Problem to work on: Could you output all of the records below exactly as they appear?
--- Dataset records Enclosed Below ---
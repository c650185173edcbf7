//! The ingest entry points
//!
//! `ingest` runs one document end to end. `merged_ingest` runs a sequence
//! of documents through one accumulator, flushing every `flush_threshold`
//! merged bundles and once more, unconditionally, at the end.
//!
//! Per document: build tree → dispatch parsers → merge. Identifier emission
//! is best-effort and its failure is logged, never returned.

use super::accumulator::Accumulator;
use super::config::IngestConfig;
use super::context::IngestContext;
use super::emitter::{IdentifierEmitter, NoopEmitter};
use super::error::IngestError;
use super::sink::{IngestedIds, PredicateSink};
use crate::document::{Document, TreeBuilder};
use crate::parser::{parse_document_tree, IdentifierStrings, ParsedTree, ParserRegistry};
use crate::predicate::IngestPredicates;
use std::sync::Arc;
use std::time::{Duration, Instant};
use tracing::{debug, info, warn};

/// Outcome of a successful batch ingest.
#[derive(Debug, Clone, Default)]
pub struct BatchReport {
    pub documents: usize,
    /// Bundles merged into the accumulator; one per parsed tree node
    pub bundles_merged: usize,
    /// Sink calls made, including the final one
    pub flushes: usize,
    pub ids: IngestedIds,
    pub elapsed: Duration,
}

/// The ingestion pipeline.
///
/// Holds no per-run state, so one instance can serve concurrent calls.
/// Accumulators, parsers, and identifier lists live inside each call.
pub struct Ingestor {
    tree_builder: TreeBuilder,
    registry: ParserRegistry,
    sink: Arc<dyn PredicateSink>,
    emitter: Arc<dyn IdentifierEmitter>,
    config: IngestConfig,
}

impl Ingestor {
    /// Pipeline with the built-in unpackers and parsers and no emitter.
    pub fn new(sink: Arc<dyn PredicateSink>) -> Self {
        Self {
            tree_builder: TreeBuilder::with_defaults(),
            registry: ParserRegistry::with_defaults(),
            sink,
            emitter: Arc::new(NoopEmitter),
            config: IngestConfig::default(),
        }
    }

    pub fn with_emitter(mut self, emitter: Arc<dyn IdentifierEmitter>) -> Self {
        self.emitter = emitter;
        self
    }

    pub fn with_registry(mut self, registry: ParserRegistry) -> Self {
        self.registry = registry;
        self
    }

    pub fn with_tree_builder(mut self, tree_builder: TreeBuilder) -> Self {
        self.tree_builder = tree_builder;
        self
    }

    pub fn with_config(mut self, config: IngestConfig) -> Self {
        self.config = config;
        self
    }

    pub fn config(&self) -> &IngestConfig {
        &self.config
    }

    /// Ingest one document and return the ids the sink assigned.
    pub async fn ingest(
        &self,
        ctx: &IngestContext,
        document: &Document,
    ) -> Result<IngestedIds, IngestError> {
        let start = Instant::now();

        let parsed = self.process(ctx, document)?;
        let predicates = parsed.merged();

        self.emit(ctx, &parsed.identifiers).await;

        let source_info = document.source_information.source.clone();
        let ids = self.flush(ctx, &predicates, &source_info).await?;

        info!(
            parent: &ctx.span,
            elapsed_ms = start.elapsed().as_millis() as u64,
            source = %document.source_information,
            "completed doc"
        );
        Ok(ids)
    }

    /// Ingest a sequence of documents in order through one accumulator.
    ///
    /// A sink failure aborts the run; flushes made before it stay committed.
    pub async fn merged_ingest(
        &self,
        ctx: &IngestContext,
        documents: &[Document],
    ) -> Result<BatchReport, IngestError> {
        self.config.validate()?;
        let start = Instant::now();
        let batch_info = format!("batch of {} documents", documents.len());

        let mut accumulator = Accumulator::new(self.config.flush_threshold);
        let mut identifiers: Vec<IdentifierStrings> = Vec::new();
        let mut report = BatchReport {
            documents: documents.len(),
            ..Default::default()
        };

        info!(parent: &ctx.span, documents = documents.len(), "starting merged ingest");

        for (index, document) in documents.iter().enumerate() {
            let parsed = self.process(ctx, document)?;
            debug!(
                parent: &ctx.span,
                index,
                bundles = parsed.bundles.len(),
                source = %document.source_information,
                "document parsed"
            );

            for bundle in parsed.bundles {
                report.bundles_merged += 1;
                if accumulator.merge(ctx, bundle) {
                    let batch = accumulator.take();
                    let ids = self.flush(ctx, &batch, &batch_info).await?;
                    report.ids.extend(ids);
                    report.flushes += 1;
                }
            }
            identifiers.extend(parsed.identifiers);
        }

        self.emit(ctx, &identifiers).await;

        let remaining = accumulator.take();
        let ids = self.flush(ctx, &remaining, &batch_info).await?;
        report.ids.extend(ids);
        report.flushes += 1;

        report.elapsed = start.elapsed();
        info!(
            parent: &ctx.span,
            elapsed_ms = report.elapsed.as_millis() as u64,
            documents = report.documents,
            flushes = report.flushes,
            "completed docs"
        );
        Ok(report)
    }

    /// Build the document tree and run the parsers over it.
    fn process(&self, ctx: &IngestContext, document: &Document) -> Result<ParsedTree, IngestError> {
        ctx.check_cancelled("document")?;

        let tree = self
            .tree_builder
            .build(document)
            .map_err(|source| IngestError::Process {
                format: document.format,
                doc_type: document.doc_type,
                source_info: document.source_information.to_string(),
                source,
            })?;

        Ok(parse_document_tree(ctx, &self.registry, &tree)?)
    }

    async fn flush(
        &self,
        ctx: &IngestContext,
        predicates: &IngestPredicates,
        source_info: &str,
    ) -> Result<IngestedIds, IngestError> {
        ctx.check_cancelled("flush")?;

        info!(parent: &ctx.span, relations = predicates.total(), "calling assembler");
        self.sink
            .assemble(predicates)
            .await
            .map_err(|source| IngestError::Sink {
                source_info: source_info.to_string(),
                source,
            })
    }

    async fn emit(&self, ctx: &IngestContext, identifiers: &[IdentifierStrings]) {
        if let Err(e) = self.emitter.emit(identifiers).await {
            warn!(parent: &ctx.span, error = %e, "unable to create collect entries, continuing");
        }
    }
}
--- End of Enclosed Dataset records ---
Result of the task:
repository c650185173edcbf7
//! The ingest entry points
//!
//! `ingest` runs one document end to end. `merged_ingest` runs a sequence
//! of documents through one accumulator, flushing every `flush_threshold`
//! merged bundles and once more, unconditionally, at the end.
//!
//! Per document: build tree → dispatch parsers → merge. Identifier emission
//! is best-effort and its failure is logged, never returned.

use super::accumulator::Accumulator;
use super::config::IngestConfig;
use super::context::IngestContext;
use super::emitter::{IdentifierEmitter, NoopEmitter};
use super::error::IngestError;
use super::sink::{IngestedIds, PredicateSink};
use crate::document::{Document, TreeBuilder};
use crate::parser::{parse_document_tree, IdentifierStrings, ParsedTree, ParserRegistry};
use crate::predicate::IngestPredicates;
use std::sync::Arc;
use std::time::{Duration, Instant};
use tracing::{debug, info, warn};

/// Outcome of a successful batch ingest.
#[derive(Debug, Clone, Default)]
pub struct BatchReport {
    pub documents: usize,
    /// Bundles merged into the accumulator; one per parsed tree node
    pub bundles_merged: usize,
    /// Sink calls made, including the final one
    pub flushes: usize,
    pub ids: IngestedIds,
    pub elapsed: Duration,
}

/// The ingestion pipeline.
///
/// Holds no per-run state, so one instance can serve concurrent calls.
/// Accumulators, parsers, and identifier lists live inside each call.
pub struct Ingestor {
    tree_builder: TreeBuilder,
    registry: ParserRegistry,
    sink: Arc<dyn PredicateSink>,
    emitter: Arc<dyn IdentifierEmitter>,
    config: IngestConfig,
}

impl Ingestor {
    /// Pipeline with the built-in unpackers and parsers and no emitter.
    pub fn new(sink: Arc<dyn PredicateSink>) -> Self {
        Self {
            tree_builder: TreeBuilder::with_defaults(),
            registry: ParserRegistry::with_defaults(),
            sink,
            emitter: Arc::new(NoopEmitter),
            config: IngestConfig::default(),
        }
    }

    pub fn with_emitter(mut self, emitter: Arc<dyn IdentifierEmitter>) -> Self {
        self.emitter = emitter;
        self
    }

    pub fn with_registry(mut self, registry: ParserRegistry) -> Self {
        self.registry = registry;
        self
    }

    pub fn with_tree_builder(mut self, tree_builder: TreeBuilder) -> Self {
        self.tree_builder = tree_builder;
        self
    }

    pub fn with_config(mut self, config: IngestConfig) -> Self {
        self.config = config;
        self
    }

    pub fn config(&self) -> &IngestConfig {
        &self.config
    }

    /// Ingest one document and return the ids the sink assigned.
    pub async fn ingest(
        &self,
        ctx: &IngestContext,
        document: &Document,
    ) -> Result<IngestedIds, IngestError> {
        let start = Instant::now();

        let parsed = self.process(ctx, document)?;
        let predicates = parsed.merged();

        self.emit(ctx, &parsed.identifiers).await;

        let source_info = document.source_information.source.clone();
        let ids = self.flush(ctx, &predicates, &source_info).await?;

        info!(
            parent: &ctx.span,
            elapsed_ms = start.elapsed().as_millis() as u64,
            source = %document.source_information,
            "completed doc"
        );
        Ok(ids)
    }

    /// Ingest a sequence of documents in order through one accumulator.
    ///
    /// A sink failure aborts the run; flushes made before it stay committed.
    pub async fn merged_ingest(
        &self,
        ctx: &IngestContext,
        documents: &[Document],
    ) -> Result<BatchReport, IngestError> {
        self.config.validate()?;
        let start = Instant::now();
        let batch_info = format!("batch of {} documents", documents.len());

        let mut accumulator = Accumulator::new(self.config.flush_threshold);
        let mut identifiers: Vec<IdentifierStrings> = Vec::new();
        let mut report = BatchReport {
            documents: documents.len(),
            ..Default::default()
        };

        info!(parent: &ctx.span, documents = documents.len(), "starting merged ingest");

        for (index, document) in documents.iter().enumerate() {
            let parsed = self.process(ctx, document)?;
            debug!(
                parent: &ctx.span,
                index,
                bundles = parsed.bundles.len(),
                source = %document.source_information,
                "document parsed"
            );

            for bundle in parsed.bundles {
                report.bundles_merged += 1;
                if accumulator.merge(ctx, bundle) {
                    let batch = accumulator.take();
                    let ids = self.flush(ctx, &batch, &batch_info).await?;
                    report.ids.extend(ids);
                    report.flushes += 1;
                }
            }
            identifiers.extend(parsed.identifiers);
        }

        self.emit(ctx, &identifiers).await;

        let remaining = accumulator.take();
        let ids = self.flush(ctx, &remaining, &batch_info).await?;
        report.ids.extend(ids);
        report.flushes += 1;

        report.elapsed = start.elapsed();
        info!(
            parent: &ctx.span,
            elapsed_ms = report.elapsed.as_millis() as u64,
            documents = report.documents,
            flushes = report.flushes,
            "completed docs"
        );
        Ok(report)
    }

    /// Build the document tree and run the parsers over it.
    fn process(&self, ctx: &IngestContext, document: &Document) -> Result<ParsedTree, IngestError> {
        ctx.check_cancelled("document")?;

        let tree = self
            .tree_builder
            .build(document)
            .map_err(|source| IngestError::Process {
                format: document.format,
                doc_type: document.doc_type,
                source_info: document.source_information.to_string(),
                source,
            })?;

        Ok(parse_document_tree(ctx, &self.registry, &tree)?)
    }

    async fn flush(
        &self,
        ctx: &IngestContext,
        predicates: &IngestPredicates,
        source_info: &str,
    ) -> Result<IngestedIds, IngestError> {
        ctx.check_cancelled("flush")?;

        info!(parent: &ctx.span, relations = predicates.total(), "calling assembler");
        self.sink
            .assemble(predicates)
            .await
            .map_err(|source| IngestError::Sink {
                source_info: source_info.to_string(),
                source,
            })
    }

    async fn emit(&self, ctx: &IngestContext, identifiers: &[IdentifierStrings]) {
        if let Err(e) = self.emitter.emit(identifiers).await {
            warn!(parent: &ctx.span, error = %e, "unable to create collect entries, continuing");
        }
    }
}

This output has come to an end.